BACKGROUND: the long-term effect of the use of drugs with anticholinergic activity on cognitive function remains unclear. METHODS: we conducted a systematic review and meta-analysis of the relationship between anticholinergic drugs and risk of dementia, mild cognitive impairment (MCI) and cognitive decline in the older population. We identified studies published between January 2002 and April 2018 with ≥12 weeks follow-up between strongly anticholinergic drug exposure and the study outcome measurement. We pooled adjusted odds ratios (OR) for studies reporting any, and at least short-term (90+ days) or long-term (365+ days) anticholinergic use for dementia and MCI outcomes, and standardised mean differences (SMD) in global cognition test scores for cognitive decline outcomes. Statistical heterogeneity was measured using the I2 statistic and risk of bias using ROBINS-I. RESULTS: twenty-six studies (including 621,548 participants) met our inclusion criteria. 'Any' anticholinergic use was associated with incident dementia (OR 1.20, 95% confidence interval [CI] 1.09-1.32, I2 = 86%).
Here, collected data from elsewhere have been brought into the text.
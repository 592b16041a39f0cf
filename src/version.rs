//! The Version Gate: parses, validates, and compares GEFF version strings.
//!
//! Accepted grammar:
//!
//! ```text
//! version    := major "." minor ( "." patch )? ( "." identifier )? ( [+-] build )*
//! major      := "0"
//! minor      := "1" | "2" | "3" | "4"
//! patch      := digits
//! identifier := alnum+
//! build      := alnum ( "." alnum+ )*
//! ```
//!
//! Downstream codecs branch exclusively on [`major_minor`] — never on patch
//! or build metadata.

use crate::error::GeffError;

/// The supported major.minor combinations, as a 4-way enum so node/edge/
/// metadata codecs can match on it exhaustively.
#[derive(Clone, Copy, Debug, Eq, PartialEq, Hash)]
pub enum MajorMinor {
    /// `0.1` — legacy layout (optional).
    V0_1,
    /// `0.2` — core.
    V0_2,
    /// `0.3` — core.
    V0_3,
    /// `0.4` — polygon extension (optional).
    V0_4,
}

impl MajorMinor {
    #[must_use]
    pub const fn as_tuple(self) -> (u32, u32) {
        match self {
            MajorMinor::V0_1 => (0, 1),
            MajorMinor::V0_2 => (0, 2),
            MajorMinor::V0_3 => (0, 3),
            MajorMinor::V0_4 => (0, 4),
        }
    }
}

/// The library's default version to use when writing a graph.
pub const DEFAULT_WRITE_VERSION: &str = "0.3.0";

fn is_alnum(s: &str) -> bool {
    !s.is_empty() && s.chars().all(|c| c.is_ascii_alphanumeric())
}

fn is_digits(s: &str) -> bool {
    !s.is_empty() && s.chars().all(|c| c.is_ascii_digit())
}

/// Validate the build-metadata suffix: zero or more `([+-] build)` groups,
/// where `build := alnum ("." alnum+)*`.
fn validate_build_suffix(mut s: &str) -> bool {
    while !s.is_empty() {
        let Some(rest) = s.strip_prefix(['+', '-']) else {
            return false;
        };
        // Consume one `build` group: alnum ("." alnum+)*, stopping at the
        // next +/- separator (if any).
        let end = rest
            .find(['+', '-'])
            .unwrap_or(rest.len());
        let group = &rest[..end];
        if group.is_empty() || !group.split('.').all(is_alnum) {
            return false;
        }
        s = &rest[end..];
    }
    true
}

/// Split a version string into its main dotted component and an optional
/// build-metadata suffix (everything from the first `+`/`-`).
fn split_build(s: &str) -> (&str, &str) {
    match s.find(['+', '-']) {
        Some(idx) => (&s[..idx], &s[idx..]),
        None => (s, ""),
    }
}

/// Parse a GEFF version string, returning its [`MajorMinor`].
///
/// # Errors
/// Returns [`GeffError::MalformedVersion`] if `v` does not match the
/// accepted grammar, or [`GeffError::UnsupportedVersion`] if it parses but
/// its major.minor is not in `{0.1, 0.2, 0.3, 0.4}`.
pub fn major_minor(v: &str) -> Result<MajorMinor, GeffError> {
    if v.is_empty() {
        return Err(GeffError::MalformedVersion(v.to_string()));
    }

    let (main, build) = split_build(v);
    if !validate_build_suffix(build) {
        return Err(GeffError::MalformedVersion(v.to_string()));
    }

    let parts: Vec<&str> = main.split('.').collect();
    if parts.is_empty() || parts.iter().any(|p| p.is_empty()) {
        return Err(GeffError::MalformedVersion(v.to_string()));
    }
    if parts.len() > 4 {
        return Err(GeffError::MalformedVersion(v.to_string()));
    }

    let major = parts[0];
    if !is_digits(major) {
        return Err(GeffError::MalformedVersion(v.to_string()));
    }

    let minor_str = parts.get(1).ok_or_else(|| GeffError::MalformedVersion(v.to_string()))?;
    if !is_digits(minor_str) {
        return Err(GeffError::MalformedVersion(v.to_string()));
    }

    // The string is structurally a well-formed dotted version at this
    // point. A major other than 0 is a recognized-but-unsupported version,
    // not a parse failure — this crate has never shipped anything but the
    // 0.x series.
    if major != "0" {
        return Err(GeffError::UnsupportedVersion(v.to_string()));
    }

    if let Some(patch) = parts.get(2) {
        if !is_digits(patch) {
            return Err(GeffError::MalformedVersion(v.to_string()));
        }
    }
    if let Some(identifier) = parts.get(3) {
        if !is_alnum(identifier) {
            return Err(GeffError::MalformedVersion(v.to_string()));
        }
    }

    let minor: u32 = minor_str
        .parse()
        .map_err(|_| GeffError::MalformedVersion(v.to_string()))?;

    match minor {
        1 => Ok(MajorMinor::V0_1),
        2 => Ok(MajorMinor::V0_2),
        3 => Ok(MajorMinor::V0_3),
        4 => Ok(MajorMinor::V0_4),
        _ => Err(GeffError::UnsupportedVersion(v.to_string())),
    }
}

/// Returns `true` if `v` parses and its major.minor is supported.
#[must_use]
pub fn is_supported(v: &str) -> bool {
    major_minor(v).is_ok()
}

/// Strip only the build-metadata suffix (everything from the first
/// `+`/`-`), leaving major.minor.patch.identifier untouched.
#[must_use]
pub fn normalize(v: &str) -> &str {
    split_build(v).0
}

#[cfg(test)]
mod tests {
    use super::*;

    #[test]
    fn accepts_core_versions() {
        assert!(matches!(major_minor("0.2").unwrap(), MajorMinor::V0_2));
        assert!(matches!(major_minor("0.3.0").unwrap(), MajorMinor::V0_3));
        assert!(matches!(
            major_minor("0.2.2.dev20+g611e7a2.d20250719").unwrap(),
            MajorMinor::V0_2
        ));
        assert!(matches!(
            major_minor("0.3.0-alpha.1").unwrap(),
            MajorMinor::V0_3
        ));
    }

    #[test]
    fn accepts_optional_legacy_and_extension() {
        assert!(matches!(major_minor("0.1.0").unwrap(), MajorMinor::V0_1));
        assert!(matches!(major_minor("0.4.0").unwrap(), MajorMinor::V0_4));
    }

    #[test]
    fn rejects_unsupported_and_malformed() {
        assert!(major_minor("1.0").is_err());
        assert!(major_minor("invalid").is_err());
        assert!(major_minor("0.1..x").is_err());
        assert!(major_minor("").is_err());
        // A non-zero major is a structurally valid, simply-unsupported
        // version, not a parse failure.
        assert!(matches!(
            major_minor("1.0").unwrap_err(),
            GeffError::UnsupportedVersion(_)
        ));
        assert!(matches!(
            major_minor("invalid").unwrap_err(),
            GeffError::MalformedVersion(_)
        ));
        assert!(matches!(
            major_minor("0.9").unwrap_err(),
            GeffError::UnsupportedVersion(_)
        ));
    }

    #[test]
    fn idempotent_under_build_stripping() {
        let v = "0.2.2.dev20+g611e7a2.d20250719";
        assert_eq!(is_supported(v), is_supported(normalize(v)));
        assert_eq!(normalize(v), "0.2.2.dev20");
    }
}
Short-term and long-term use were also associated with incident dementia (OR 1.23, 95% CI 1.17-1.29, I2 = 2%; and OR 1.50, 95% CI 1.22-1.85, I2 = 90%). 'Any' anticholinergic use was associated with cognitive decline (SMD 0.15; 95% CI 0.09-0.21, I2 = 3%) but showed no statistically significant difference for MCI (OR 1.24, 95% CI 0.97-1.59, I2 = 0%). CONCLUSIONS: anticholinergic drug use is associated with increased dementia incidence and cognitive decline in observational studies. However, a causal link cannot yet be inferred, as studies were observational with considerable risk of bias. Stronger evidence from high-quality studies is needed to guide the management of long-term use.